Let him bark away. Just do your job to the best of your ability and avoid him to the extent possible.
posted by AugustWest at 8:35 PM on May 14, 2015

Yeah, there's a Gladys Kravitz at nearly every place. I once got tattled on for wearing the wrong type of casual wear on casual Friday. I guess not wearing a dress in the 1980's offended someone, probably someone who thought women should never wear pants outside of their home. Despite the fact that I was packing boxes for shipping and hefting them and no one in my division was even there (so, someone down the hall and no customer facing positions whatsoever there, strictly private offices), I guess I forgot to wear my pumps and my girdle and someone thought I should be corrected and taken to task. I never did find out who it was. So much fun to be spied on at work, isn't it?

Shortly afterward, I got recruited for another position, taken to a fancy lunch, flown out of town, the whole nine yards. And I'm sure that person stayed at their desk, snooping on everyone, for the rest of their career.

Just for grins, you could also look up harassment laws and keep notes. Because if it happens again, it would seem like your employer is tolerating a hostile work environment. You may never use the notes, but a simple note pad and taking notes in front of this person may make them stop and pause. "I'm sorry, what did you say, Bob? I just want to be clear on that," .
posted by Marie Mon Dieu at 6:57 AM on May 15, 2015 [1 favorite]

Good advice above on the fellow and his appointment with his own petard.

Absent a clear company policy that you agreed to (explicitly or implicitly), I would feel no obligation to tell my employer anything at all about what I do/write/make/sell outside my work, or for whom, or for how much. Or even to confirm that I do it. It's simply not their business.
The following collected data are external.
//! # ficread
//!
//! A small library for turning archived AO3 fan-fiction pages into
//! renderable content plus metadata, ready for a static-site
//! generator's page pipeline.
//!
//! ## Features
//!
//! - Single-pass streaming extraction, no DOM tree
//! - Scrapes title, authors, tags, summary, and publish date from the
//!   work's metadata block
//! - Re-serializes the chapters block faithfully (attribute quoting,
//!   entity and character references preserved) with the surrounding
//!   site chrome stripped
//! - Lenient by design: missing or malformed metadata degrades to
//!   defaults instead of failing
//!
//! ## Quick Start
//!
//! ```
//! use ficread::read_work_from_str;
//!
//! let html = r#"<body>
//!   <div class="meta">
//!     <h1>My Fic</h1>
//!     <a rel="author">Jane</a>
//!     <dl class="tags"><dt>Fandoms:</dt><dd><a>Star Trek</a></dd></dl>
//!     <blockquote>A short summary.</blockquote>
//!   </div>
//!   <div id="chapters"><p>Hello</p></div>
//! </body>"#;
//!
//! let work = read_work_from_str(html)?;
//! assert_eq!(work.metadata.title, "My Fic");
//! assert_eq!(work.metadata.authors, vec!["Jane"]);
//! assert_eq!(work.metadata.tags, vec!["Fandoms:Star Trek"]);
//! assert!(work.body.contains("<p>Hello</p>"));
//! # Ok::<(), ficread::Error>(())
//! ```
//!
//! Reading from disk goes through [`read_work`], which also handles
//! byte decoding (UTF-8 with a Windows-1252 fallback). The [`Work`]
//! struct is the output type: a `body` fragment plus a
//! [`WorkMetadata`] record the host passes through its own metadata
//! post-processing.

mod error;
mod extract;
mod markup;
pub mod reader;
pub(crate) mod util;
pub mod work;

pub use error::{Error, Result};
pub use reader::{FILE_EXTENSIONS, is_work_path, read_work, read_work_from_str};
pub use work::{Work, WorkMetadata};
That doesn't mean I wouldn't talk about it. I might, depending on the relationship. But a boss saying 'Keep me in the loop about your freelancing' is overstepping.
posted by LonnieK at 9:15 AM on May 15, 2015

I was called in to my manager's office a few years back. She told me that someone had gone to HR and complained that I wasn't working my full shift (coming in late, leaving early, etc.). When I said that I probably knew who it was and made a gesture toward that person's workspace, my boss nodded.

This co-worker was always really friendly to me, but they went behind my back and tried to get me in trouble for no reason. I decided to keep my enemies close and acted like I didn't know anything about the issue. I pretended to be nice to the co-worker for two more years before they were let go for having a bad attitude.

On the day they were let go, I did a little jig (in my head). Negative people reap negative consequences.